We have organized our space commerce efforts into five areas of focus.

First, we are working to coordinate regulatory functions.

In order to invest and compete, businesses need clarity, consistency, and transparency. We have strongly supported Vice President Harris’ work, through the National Space Council, to ensure the United States establishes a clear, modern, and comprehensive regulatory framework.

We have also increased and sped up our licensing of commercial remote sensing satellites, and eliminated more than 40 operating restrictions that had previously been imposed on U.S. imaging satellites, with plans to remove even more restrictions in the near future.

Second, we are growing the customer base for U.S. commercial space goods and services.

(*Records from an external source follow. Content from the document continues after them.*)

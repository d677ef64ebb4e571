//! Per-measurement likelihood kernels
//!
//! A kernel maps one residual `d = x_i - mu` and its reported uncertainty
//! `sigma_i` to a log-likelihood term and the term's second derivative in
//! `mu`. Since every term depends on `mu` only through `d`, the second
//! derivative in `mu` equals the second derivative in `d`.

use crate::math::{erf_ratio, gaussian, gaussian_deficit};
use std::f64::consts::{FRAC_1_SQRT_2, LN_2, PI};

/// Base trait for all likelihood kernels
pub trait LikelihoodKernel: Clone + Send + Sync {
    /// Log-likelihood contribution of one measurement with residual `d`
    fn log_term(&self, d: f64, sigma: f64) -> f64;

    /// Second derivative of [`log_term`](Self::log_term) with respect to `mu`
    fn curvature_term(&self, d: f64, sigma: f64) -> f64;

    /// Degree `k` in `log_term(c d, c sigma) = log_term(d, sigma) - k ln(c)`
    ///
    /// Lets a fit run in rescaled units and map the log-likelihood back.
    fn scaling_degree(&self) -> f64;

    /// Name of this kernel for debugging/logging
    fn name(&self) -> &'static str {
        std::any::type_name::<Self>()
    }
}

/// Normal likelihood with the reported uncertainty taken at face value
#[derive(Debug, Clone, Copy, Default)]
pub struct GaussianKernel;

impl LikelihoodKernel for GaussianKernel {
    fn log_term(&self, d: f64, sigma: f64) -> f64 {
        gaussian::log_density(d, sigma)
    }

    fn curvature_term(&self, _d: f64, sigma: f64) -> f64 {
        -1.0 / (sigma * sigma)
    }

    fn scaling_degree(&self) -> f64 {
        1.0
    }

    fn name(&self) -> &'static str {
        "gaussian"
    }
}

/// Jeffreys-prior marginal: `ln(erf(d / (sqrt(2) sigma)) / d)`
///
/// The resulting density is not normalizable; only its maximum and the
/// curvature there are meaningful.
#[derive(Debug, Clone, Copy, Default)]
pub struct ErfRatioKernel;

impl LikelihoodKernel for ErfRatioKernel {
    fn log_term(&self, d: f64, sigma: f64) -> f64 {
        // ln(erf(a|d|) / |d|) = ln(a) + psi(a|d|) with a = 1 / (sqrt(2) sigma)
        let ln_a = -sigma.ln() - 0.5 * LN_2;
        ln_a + erf_ratio::log_ratio(FRAC_1_SQRT_2 * (d / sigma))
    }

    fn curvature_term(&self, d: f64, sigma: f64) -> f64 {
        let w = FRAC_1_SQRT_2 * (d / sigma);
        0.5 * erf_ratio::log_ratio_second_derivative(w) / sigma / sigma
    }

    fn scaling_degree(&self) -> f64 {
        1.0
    }

    fn name(&self) -> &'static str {
        "erf-ratio"
    }
}

/// Conservative (Sivia) marginal: `ln((1 - exp(-d^2 / (2 sigma^2))) / d^2)`
///
/// With `normalized` set, each term also carries the `sigma / sqrt(2 pi)`
/// factor that makes the per-measurement density integrate to one over `mu`. The
/// factor does not depend on `mu`, so the optimum and curvature are unchanged.
#[derive(Debug, Clone, Copy, Default)]
pub struct GaussianDeficitKernel {
    normalized: bool,
}

impl GaussianDeficitKernel {
    /// Kernel without the normalization constant
    pub fn new() -> Self {
        Self { normalized: false }
    }

    /// Kernel including `ln(sigma / sqrt(2 pi))` in every term
    pub fn normalized() -> Self {
        Self { normalized: true }
    }

    /// Whether the normalization constant is included
    pub fn is_normalized(&self) -> bool {
        self.normalized
    }
}

impl LikelihoodKernel for GaussianDeficitKernel {
    fn log_term(&self, d: f64, sigma: f64) -> f64 {
        // ln(b) + phi(b d^2) with b = 1 / (2 sigma^2)
        let ln_sigma = sigma.ln();
        let ln_b = -LN_2 - 2.0 * ln_sigma;
        let term = ln_b + gaussian_deficit::log_ratio(0.5 * (d / sigma).powi(2));
        if self.normalized {
            term + ln_sigma - 0.5 * (2.0 * PI).ln()
        } else {
            term
        }
    }

    fn curvature_term(&self, d: f64, sigma: f64) -> f64 {
        let t = 0.5 * (d / sigma).powi(2);
        gaussian_deficit::residual_second_derivative(t, 1.0) * 0.5 / sigma / sigma
    }

    fn scaling_degree(&self) -> f64 {
        if self.normalized {
            1.0
        } else {
            2.0
        }
    }

    fn name(&self) -> &'static str {
        "gaussian-deficit"
    }
}
//! Curvature evaluation and the Laplace approximation
//!
//! The uncertainty of a marginal estimator is the width of a Gaussian fitted
//! to the peak of the log-likelihood: `sigma* = 1 / sqrt(-ll''(mu*))`.
//!
//! The second derivative comes from the closed form supplied by the
//! likelihood by default. A central second difference is available as a
//! cross-check and for likelihoods without an analytic curvature; its step is
//! `relative_step * scale`, where the caller picks `scale` as a length typical
//! of the peak (the smallest reported uncertainty). With `relative_step`
//! around `1e-4` the truncation error is `O(h^2)` and the rounding error stays
//! near `1e-8` relative.

use crate::{Error, LogLikelihood, Result};
use serde::{Deserialize, Serialize};
use tracing::trace;

/// Default step of the finite-difference fallback, relative to the peak scale
pub const DEFAULT_RELATIVE_STEP: f64 = 1e-4;

/// How the second derivative at the optimum is obtained
#[derive(Debug, Clone, Copy, PartialEq, Serialize, Deserialize, Default)]
pub enum CurvatureMethod {
    /// Closed-form second derivative of the log-likelihood
    #[default]
    Analytic,
    /// Central second difference with step `relative_step * scale`
    FiniteDifference { relative_step: f64 },
}

impl CurvatureMethod {
    /// Finite differences with the default relative step
    pub fn finite_difference() -> Self {
        Self::FiniteDifference {
            relative_step: DEFAULT_RELATIVE_STEP,
        }
    }

    /// Check that the configured step is usable
    pub fn validate(&self) -> Result<()> {
        match *self {
            Self::Analytic => Ok(()),
            Self::FiniteDifference { relative_step } => {
                if relative_step.is_finite() && relative_step > 0.0 {
                    Ok(())
                } else {
                    Err(Error::InvalidParameter(format!(
                        "finite-difference step must be positive and finite, got {relative_step}"
                    )))
                }
            }
        }
    }

    /// Second derivative of `ll` at `mu`, using `scale` to size finite-difference steps
    pub fn evaluate<L: LogLikelihood + ?Sized>(&self, ll: &L, mu: f64, scale: f64) -> Result<f64> {
        match *self {
            Self::Analytic => Ok(ll.curvature(mu)),
            Self::FiniteDifference { relative_step } => {
                self.validate()?;
                let step = relative_step * scale;
                trace!(mu, step, "finite-difference curvature");
                central_second_difference(|x| ll.value(x), mu, step)
            }
        }
    }
}

/// `(f(x + h) - 2 f(x) + f(x - h)) / h^2`
pub fn central_second_difference<F>(f: F, x: f64, step: f64) -> Result<f64>
where
    F: Fn(f64) -> f64,
{
    if !(step.is_finite() && step > 0.0) {
        return Err(Error::InvalidParameter(format!(
            "finite-difference step must be positive and finite, got {step}"
        )));
    }
    let value = (f(x + step) - 2.0 * f(x) + f(x - step)) / (step * step);
    if !value.is_finite() {
        return Err(Error::Optimization(format!(
            "finite-difference curvature at {x} is not finite"
        )));
    }
    Ok(value)
}

/// Convert the log-likelihood curvature at the optimum into a standard deviation
///
/// # Errors
///
/// [`Error::NonConcaveLikelihood`] when `-curvature` is not strictly positive
/// (or is not finite), since no real width exists.
pub fn laplace_uncertainty(location: f64, curvature: f64) -> Result<f64> {
    let precision = -curvature;
    if !(precision.is_finite() && precision > 0.0) {
        return Err(Error::NonConcaveLikelihood {
            location,
            curvature,
        });
    }
    Ok(1.0 / precision.sqrt())
}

Last year, as part of the inaugural U.S.-France Comprehensive Space Dialogue held in Paris, we led a special session involving government and industry representatives from both nations. I personally briefed President Macron on the results of that event, which focused on identifying barriers that could be removed through governmental cooperation.

Based on that successful engagement, we organized another commercial space session with Japan during the U.S.-Japan Comprehensive Space Dialogue in Tokyo. We just held a U.S.-Africa Commercial Space Stakeholders Meeting two weeks ago, following up on a Space Forum that I moderated at last year’s U.S.-Africa Leaders Summit. We are planning additional commercial space engagements with Korea, India, Singapore, the UK, the Quad, and others. As we grow these relationships, we also grow opportunities for the expansion of space commerce.

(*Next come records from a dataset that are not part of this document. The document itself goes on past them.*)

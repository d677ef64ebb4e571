//! Mathematical utilities for marginal likelihoods
//!
//! Each per-measurement log-likelihood depends on the residual `d = x - mu`
//! only through a dimensionless argument, and each raw expression has a
//! removable singularity at `d = 0`. The functions here evaluate the log of
//! those expressions and their second derivatives, switching to the Taylor
//! expansion of the analytic limit near zero instead of dividing by a tiny
//! residual.

/// `ln(erf(w) / w)` and its derivatives, the Jeffreys-prior marginal
///
/// The marginal of a normal likelihood over an unknown scale `sigma'` with a
/// `1/sigma'` prior on `[sigma, inf)` is proportional to `erf(w) / |d|`
/// with `w = |d| / (sqrt(2) sigma)`.
pub mod erf_ratio {
    use statrs::function::erf::erf;
    use std::f64::consts::FRAC_2_SQRT_PI;

    /// Below this `w` the value uses the series `ln(2/sqrt(pi)) - w^2/3 + 2 w^4/45`
    pub const VALUE_SERIES_LIMIT: f64 = 1e-4;

    /// Below this `w` the second derivative uses its series expansion
    pub const CURVATURE_SERIES_LIMIT: f64 = 1e-2;

    /// `psi(w) = ln(erf(w) / w)`, even in `w`
    pub fn log_ratio(w: f64) -> f64 {
        let w = w.abs();
        if w < VALUE_SERIES_LIMIT {
            let u = w * w;
            FRAC_2_SQRT_PI.ln() - u / 3.0 + 2.0 * u * u / 45.0
        } else {
            (erf(w) / w).ln()
        }
    }

    /// `psi''(w)`, equal to `-2/3` at the origin
    pub fn log_ratio_second_derivative(w: f64) -> f64 {
        let w = w.abs();
        if w < CURVATURE_SERIES_LIMIT {
            let u = w * w;
            -2.0 / 3.0 + 8.0 * u / 15.0 - 16.0 * u * u / 189.0
        } else {
            // r = erf'(w) / erf(w); underflows cleanly to 0 in the tails
            let r = FRAC_2_SQRT_PI * (-w * w).exp() / erf(w);
            -2.0 * w * r - r * r + 1.0 / (w * w)
        }
    }

    /// `psi'(w)`, odd in `w` and zero at the origin
    pub fn log_ratio_derivative(w: f64) -> f64 {
        let sign = w.signum();
        let w = w.abs();
        if w < CURVATURE_SERIES_LIMIT {
            let u = w * w;
            sign * (-2.0 * w / 3.0 + 8.0 * u * w / 45.0)
        } else {
            let r = FRAC_2_SQRT_PI * (-w * w).exp() / erf(w);
            sign * (r - 1.0 / w)
        }
    }
}

/// `ln((1 - exp(-t)) / t)` and its derivatives, the conservative (Sivia) marginal
///
/// With a `sigma / sigma'^2` prior on `[sigma, inf)` the marginal is
/// proportional to `(1 - exp(-d^2 / (2 sigma^2))) / d^2`, i.e. `b (1 - e^-t) / t`
/// with `b = 1 / (2 sigma^2)` and `t = b d^2 >= 0`.
pub mod gaussian_deficit {
    /// Below this `t` the value uses the series `-t/2 + t^2/24`
    pub const VALUE_SERIES_LIMIT: f64 = 1e-6;

    /// Below this `t` the derivatives use their series expansions
    pub const CURVATURE_SERIES_LIMIT: f64 = 1e-4;

    /// `phi(t) = ln((1 - exp(-t)) / t)` for `t >= 0`
    pub fn log_ratio(t: f64) -> f64 {
        if t < VALUE_SERIES_LIMIT {
            -t / 2.0 + t * t / 24.0
        } else {
            (-(-t).exp_m1() / t).ln()
        }
    }

    /// `phi'(t) = 1 / (e^t - 1) - 1 / t`
    pub fn log_ratio_derivative(t: f64) -> f64 {
        if t < CURVATURE_SERIES_LIMIT {
            -0.5 + t / 12.0 - t * t * t / 720.0
        } else {
            1.0 / t.exp_m1() - 1.0 / t
        }
    }

    /// `phi''(t) = 1 / t^2 - e^t / (e^t - 1)^2`
    pub fn log_ratio_second_derivative(t: f64) -> f64 {
        if t < CURVATURE_SERIES_LIMIT {
            1.0 / 12.0 - t * t / 240.0
        } else {
            // e^t / (e^t - 1)^2 = q (1 + q) with q = 1 / (e^t - 1), finite for large t
            let q = 1.0 / t.exp_m1();
            1.0 / (t * t) - q * (1.0 + q)
        }
    }

    /// `d^2/dd^2 phi(b d^2) = 2 b (phi'(t) + 2 t phi''(t))`, equal to `-b` at `d = 0`
    pub fn residual_second_derivative(t: f64, b: f64) -> f64 {
        if t < CURVATURE_SERIES_LIMIT {
            2.0 * b * (-0.5 + t / 4.0 - 7.0 * t * t * t / 720.0)
        } else {
            2.0 * b * (log_ratio_derivative(t) + 2.0 * t * log_ratio_second_derivative(t))
        }
    }
}

/// Normal density helpers
pub mod gaussian {
    use std::f64::consts::PI;

    /// `ln(1 / (sigma sqrt(2 pi)))`
    pub fn log_normalization(sigma: f64) -> f64 {
        -sigma.ln() - 0.5 * (2.0 * PI).ln()
    }

    /// `ln N(d; 0, sigma)`
    pub fn log_density(d: f64, sigma: f64) -> f64 {
        log_normalization(sigma) - 0.5 * (d / sigma).powi(2)
    }
}
//! Minimizer interface and search-window bookkeeping

use bayes_core::{Error, Result};

/// Closed interval searched by a minimizer, plus the point a search starts from
///
/// Minimizers work in unit coordinates `z = (x - lower) / (upper - lower)`, so
/// their tolerances are relative to the window width rather than to the
/// magnitude of `x`. That keeps results invariant under a common rescaling of
/// the problem.
#[derive(Debug, Clone, Copy, PartialEq)]
pub struct SearchWindow {
    lower: f64,
    upper: f64,
    start: f64,
}

impl SearchWindow {
    /// Create a window; `start` is clamped into `[lower, upper]`
    pub fn new(lower: f64, upper: f64, start: f64) -> Result<Self> {
        if !(lower.is_finite() && upper.is_finite() && start.is_finite()) {
            return Err(Error::non_finite("search window"));
        }
        if lower > upper {
            return Err(Error::InvalidParameter(format!(
                "search window lower bound {lower} exceeds upper bound {upper}"
            )));
        }
        Ok(Self {
            lower,
            upper,
            start: start.clamp(lower, upper),
        })
    }

    pub fn lower(&self) -> f64 {
        self.lower
    }

    pub fn upper(&self) -> f64 {
        self.upper
    }

    pub fn start(&self) -> f64 {
        self.start
    }

    pub fn width(&self) -> f64 {
        self.upper - self.lower
    }

    /// A zero-width window has a single admissible point
    pub fn is_degenerate(&self) -> bool {
        self.width() <= 0.0
    }

    /// Map `x` to unit coordinates
    #[inline]
    pub fn to_unit(&self, x: f64) -> f64 {
        (x - self.lower) / self.width()
    }

    /// Map unit coordinate `z` back to `x`, never leaving the window
    #[inline]
    pub fn from_unit(&self, z: f64) -> f64 {
        (self.lower + z * self.width()).clamp(self.lower, self.upper)
    }
}

/// Result of a minimization
#[derive(Debug, Clone, Copy, PartialEq)]
pub struct Minimum {
    /// Minimizing argument
    pub location: f64,
    /// Objective value at `location`
    pub value: f64,
    /// Number of local searches that were run
    pub local_searches: usize,
}

impl Minimum {
    /// Minimum found without running any local search
    pub fn at(location: f64, value: f64) -> Self {
        Self {
            location,
            value,
            local_searches: 0,
        }
    }
}

/// A point where the caller expects a narrow basin, with the basin's width
///
/// Basins much narrower than the grid spacing are invisible to a scan; a
/// candidate tells the minimizer where to look and how wide a bracket to
/// refine in.
#[derive(Debug, Clone, Copy, PartialEq)]
pub struct Candidate {
    pub location: f64,
    /// Typical half-width of the basin, in the objective's own units
    pub scale: f64,
}

impl Candidate {
    pub fn new(location: f64, scale: f64) -> Self {
        Self { location, scale }
    }
}

/// Global minimization of a scalar function of one variable
///
/// Implementations must return the best point they found inside the window,
/// and must tolerate objectives with several local minima.
pub trait GlobalMinimizer {
    /// Minimize `objective` over `window`, also refining around `candidates`
    ///
    /// The result is never worse than the best candidate inside the window.
    fn minimize_from<F>(
        &self,
        objective: &F,
        window: &SearchWindow,
        candidates: &[Candidate],
    ) -> Result<Minimum>
    where
        F: Fn(f64) -> f64;

    /// Minimize `objective` over `window`
    fn minimize<F>(&self, objective: &F, window: &SearchWindow) -> Result<Minimum>
    where
        F: Fn(f64) -> f64,
    {
        self.minimize_from(objective, window, &[])
    }

    /// Name of the strategy for logging
    fn name(&self) -> &'static str;
}

/// Objective value with NaN ranked above every number
#[inline]
pub(crate) fn rank(value: f64) -> f64 {
    if value.is_nan() {
        f64::INFINITY
    } else {
        value
    }
}

/// Indices of nodes not exceeded by either neighbour, best first
pub(crate) fn discrete_minima(values: &[f64]) -> Vec<usize> {
    let last = values.len() - 1;
    let mut minima: Vec<usize> = (0..values.len())
        .filter(|&i| {
            let left = if i == 0 { f64::INFINITY } else { values[i - 1] };
            let right = if i == last { f64::INFINITY } else { values[i + 1] };
            values[i] <= left && values[i] <= right
        })
        .collect();
    minima.sort_by(|&a, &b| values[a].total_cmp(&values[b]));
    minima
}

Third, we are improving space safety and sustainability.

Space situational awareness, or SSA, is an essential element of space traffic coordination for spaceflight safety and the sustainability of Earth’s increasingly congested orbits. In 2018, the Commerce Department was assigned responsibility for providing basic SSA services to commercial and civil space operators, a major new mission area that we are taking over from the DoD. With thousands of new satellites now being launched each year, we recognize the urgency of fulfilling this mission to prevent the next catastrophic collision in space.

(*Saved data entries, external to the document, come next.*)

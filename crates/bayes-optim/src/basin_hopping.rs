//! Basin hopping: random perturbation, local descent, Metropolis acceptance
//!
//! Starting from the requested point, each hop displaces the current minimum
//! by a uniform step, descends to the nearest local minimum, and accepts the
//! move if it improves the objective or with probability
//! `exp(-(f_new - f_current) / temperature)` otherwise. The best minimum seen
//! is returned. The RNG is a seeded ChaCha stream, so runs are reproducible.
//! Caller candidates are refined after the last hop and compete with the
//! best basin found.

use crate::brent::BrentSearch;
use crate::multi_start::DEFAULT_CANDIDATES;
use crate::traits::{Candidate, GlobalMinimizer, Minimum, SearchWindow};
use bayes_core::{Error, Result};
use rand::{Rng, SeedableRng};
use rand_chacha::ChaCha8Rng;
use tracing::{debug, trace};

/// Maximum number of bracket re-centerings in one local descent
const MAX_DESCENT_STEPS: usize = 16;

/// Distance (unit coordinates) within which a result counts as sitting on a bracket edge
const EDGE_SLACK: f64 = 1e-6;

/// Randomized global minimizer in the style of basin hopping
#[derive(Debug, Clone, Copy, PartialEq)]
pub struct BasinHopping {
    hops: usize,
    /// Perturbation half-width in unit coordinates of the window
    step: f64,
    temperature: f64,
    seed: u64,
    /// How many of the best caller candidates are refined
    candidates: usize,
    local: BrentSearch,
}

impl BasinHopping {
    /// Create a basin-hopping minimizer
    ///
    /// # Errors
    ///
    /// [`Error::InvalidParameter`] when `step` is not in `(0, 1]` or
    /// `temperature` is not strictly positive.
    pub fn new(
        hops: usize,
        step: f64,
        temperature: f64,
        seed: u64,
        local: BrentSearch,
    ) -> Result<Self> {
        if !(step > 0.0 && step <= 1.0) {
            return Err(Error::InvalidParameter(format!(
                "basin-hopping step must be in (0, 1], got {step}"
            )));
        }
        if !(temperature.is_finite() && temperature > 0.0) {
            return Err(Error::InvalidParameter(format!(
                "basin-hopping temperature must be positive, got {temperature}"
            )));
        }
        Ok(Self {
            hops,
            step,
            temperature,
            seed,
            candidates: DEFAULT_CANDIDATES,
            local,
        })
    }

    /// Refine at most `limit` caller candidates (zero ignores them)
    pub fn with_candidates(mut self, limit: usize) -> Self {
        self.candidates = limit;
        self
    }

    pub fn hops(&self) -> usize {
        self.hops
    }

    pub fn seed(&self) -> u64 {
        self.seed
    }

    /// Follow the objective downhill from unit coordinate `z`
    ///
    /// Each Brent search is confined to `[z - step, z + step]`; when the result
    /// lands on an interior bracket edge the bracket is re-centred there.
    fn descend<F>(&self, objective: &F, window: &SearchWindow, z: f64) -> Result<Minimum>
    where
        F: Fn(f64) -> f64,
    {
        let mut z = z;
        let mut searches = 0;
        let mut current = Minimum::at(window.from_unit(z), objective(window.from_unit(z)));
        for _ in 0..MAX_DESCENT_STEPS {
            let z_lo = (z - self.step).max(0.0);
            let z_hi = (z + self.step).min(1.0);
            let found = self.local.minimize_bracket(objective, window, z_lo, z_hi)?;
            searches += found.local_searches;
            if found.value <= current.value {
                current = found;
            }

            let z_found = window.to_unit(current.location);
            let on_lower_edge = z_lo > 0.0 && z_found - z_lo < EDGE_SLACK;
            let on_upper_edge = z_hi < 1.0 && z_hi - z_found < EDGE_SLACK;
            if !(on_lower_edge || on_upper_edge) {
                break;
            }
            z = z_found;
        }
        current.local_searches = searches;
        Ok(current)
    }
}

impl Default for BasinHopping {
    fn default() -> Self {
        Self {
            hops: 100,
            step: 0.25,
            temperature: 1.0,
            seed: 0x5eed,
            candidates: DEFAULT_CANDIDATES,
            local: BrentSearch::default(),
        }
    }
}

impl GlobalMinimizer for BasinHopping {
    fn minimize_from<F>(
        &self,
        objective: &F,
        window: &SearchWindow,
        candidates: &[Candidate],
    ) -> Result<Minimum>
    where
        F: Fn(f64) -> f64,
    {
        if window.is_degenerate() {
            let x = window.start();
            return Ok(Minimum::at(x, objective(x)));
        }

        let mut rng = ChaCha8Rng::seed_from_u64(self.seed);
        let mut current = self.descend(objective, window, window.to_unit(window.start()))?;
        let mut best = current;
        let mut searches = current.local_searches;
        let mut accepted = 0usize;

        for hop in 0..self.hops {
            let z = window.to_unit(current.location) + rng.gen_range(-self.step..=self.step);
            let trial = self.descend(objective, window, z.clamp(0.0, 1.0))?;
            searches += trial.local_searches;

            let accept = trial.value < current.value
                || rng.gen::<f64>() < (-(trial.value - current.value) / self.temperature).exp();
            if accept {
                accepted += 1;
                current = trial;
            }
            if trial.value < best.value {
                trace!(hop, location = trial.location, value = trial.value, "new best basin");
                best = trial;
            }
        }

        let seeded = self
            .local
            .refine_candidates(objective, window, candidates, self.candidates)?;
        if let Some(seeded) = seeded {
            searches += seeded.local_searches;
            if seeded.value < best.value {
                trace!(location = seeded.location, value = seeded.value, "candidate beats hops");
                best = seeded;
            }
        }

        if !best.value.is_finite() {
            return Err(Error::Optimization(
                "basin hopping found no finite objective value".to_string(),
            ));
        }
        best.local_searches = searches;
        debug!(
            location = best.location,
            value = best.value,
            hops = self.hops,
            accepted,
            "basin hopping finished"
        );
        Ok(best)
    }

    fn name(&self) -> &'static str {
        "basin-hopping"
    }
}
//! Core traits and types for Bayesian weighted averages
//!
//! This crate provides the shared foundation of the estimator crates:
//!
//! - [`Measurements`]: validated `(x_i, sigma_i)` pairs
//! - [`Error`]: the error taxonomy shared by every crate in the workspace
//! - [`LikelihoodKernel`] and [`LogLikelihood`]: per-measurement terms and
//!   their sum as a function of the unknown mean
//! - [`math`]: numerically stable special functions with their analytic
//!   limits at zero residual
//! - [`numeric`]: curvature evaluation and the Laplace approximation
//!
//! # Example
//!
//! ```rust
//! use bayes_core::{ErfRatioKernel, LogLikelihood, Measurements, PointwiseLikelihood};
//!
//! let data = [10.0, 10.1, 9.9];
//! let sigma = [0.1, 0.1, 0.1];
//! let m = Measurements::new(&data, &sigma).unwrap();
//!
//! let ll = PointwiseLikelihood::new(m, ErfRatioKernel);
//! assert!(ll.value(10.0) > ll.value(10.5));
//! assert!(ll.curvature(10.0) < 0.0);
//! ```

pub mod error;
pub mod kernels;
pub mod math;
pub mod measurements;
pub mod numeric;
pub mod traits;

// Re-export core types
pub use error::{Error, Result};
pub use kernels::{ErfRatioKernel, GaussianDeficitKernel, GaussianKernel, LikelihoodKernel};
pub use measurements::Measurements;
pub use numeric::{central_second_difference, laplace_uncertainty, CurvatureMethod};
pub use traits::{LogLikelihood, PointwiseLikelihood};

// Version information
pub const VERSION: &str = env!("CARGO_PKG_VERSION");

In the past year, we have made strides in building what we are calling our Traffic Coordination System for Space, or TraCSS. This system will enable commercial growth by providing the data and alerts needed to keep space operations safe and sustainable. In addition, we are being very careful not to compete with the burgeoning commercial SSA market, but rather to leverage commercially available SSA software, data, and analytics to support our system. We recently awarded the first major contract for the cloud infrastructure that will contain the TraCSS elements and have more major acquisitions planned over the coming months.

Our fourth area of focus is about promoting innovation, which is foundational to everything we do at the Commerce Department.

As part of this work, we are buying commercially available satellite data to improve weather forecasting while at the same time fostering the growth of new markets for satellite services.

We also know that next-generation satellite systems – and new space enterprises built to service and work with those systems – are going to need spectrum to develop to their full potential. We are doing all that we can with the FCC and the ITU to ensure that spectrum is available both for federal and private sector missions.

Finally, we are advancing Earth observation capabilities to empower better decision making.

NOAA has been reimagining what its weather forecasting and climate monitoring satellite architecture could look like. NOAA has been engaging with the community and issued study contracts to develop a more advanced and agile architecture in Low Earth Orbit and for space weather.

We are building in on-ramps for new technology and opening the door to more data purchases, rideshares, and hosted payloads.

I hope it’s clear from my remarks today that the Commerce Department sees America’s commercial space industry as vital to our country’s continued global competitiveness.

We are pursuing new avenues for business, promoting innovation, and providing regulatory clarity, consistency and transparency that will allow the U.S. to remain the flag of choice in commercial space business.

Thank you for your time, and best wishes for the rest of the conference.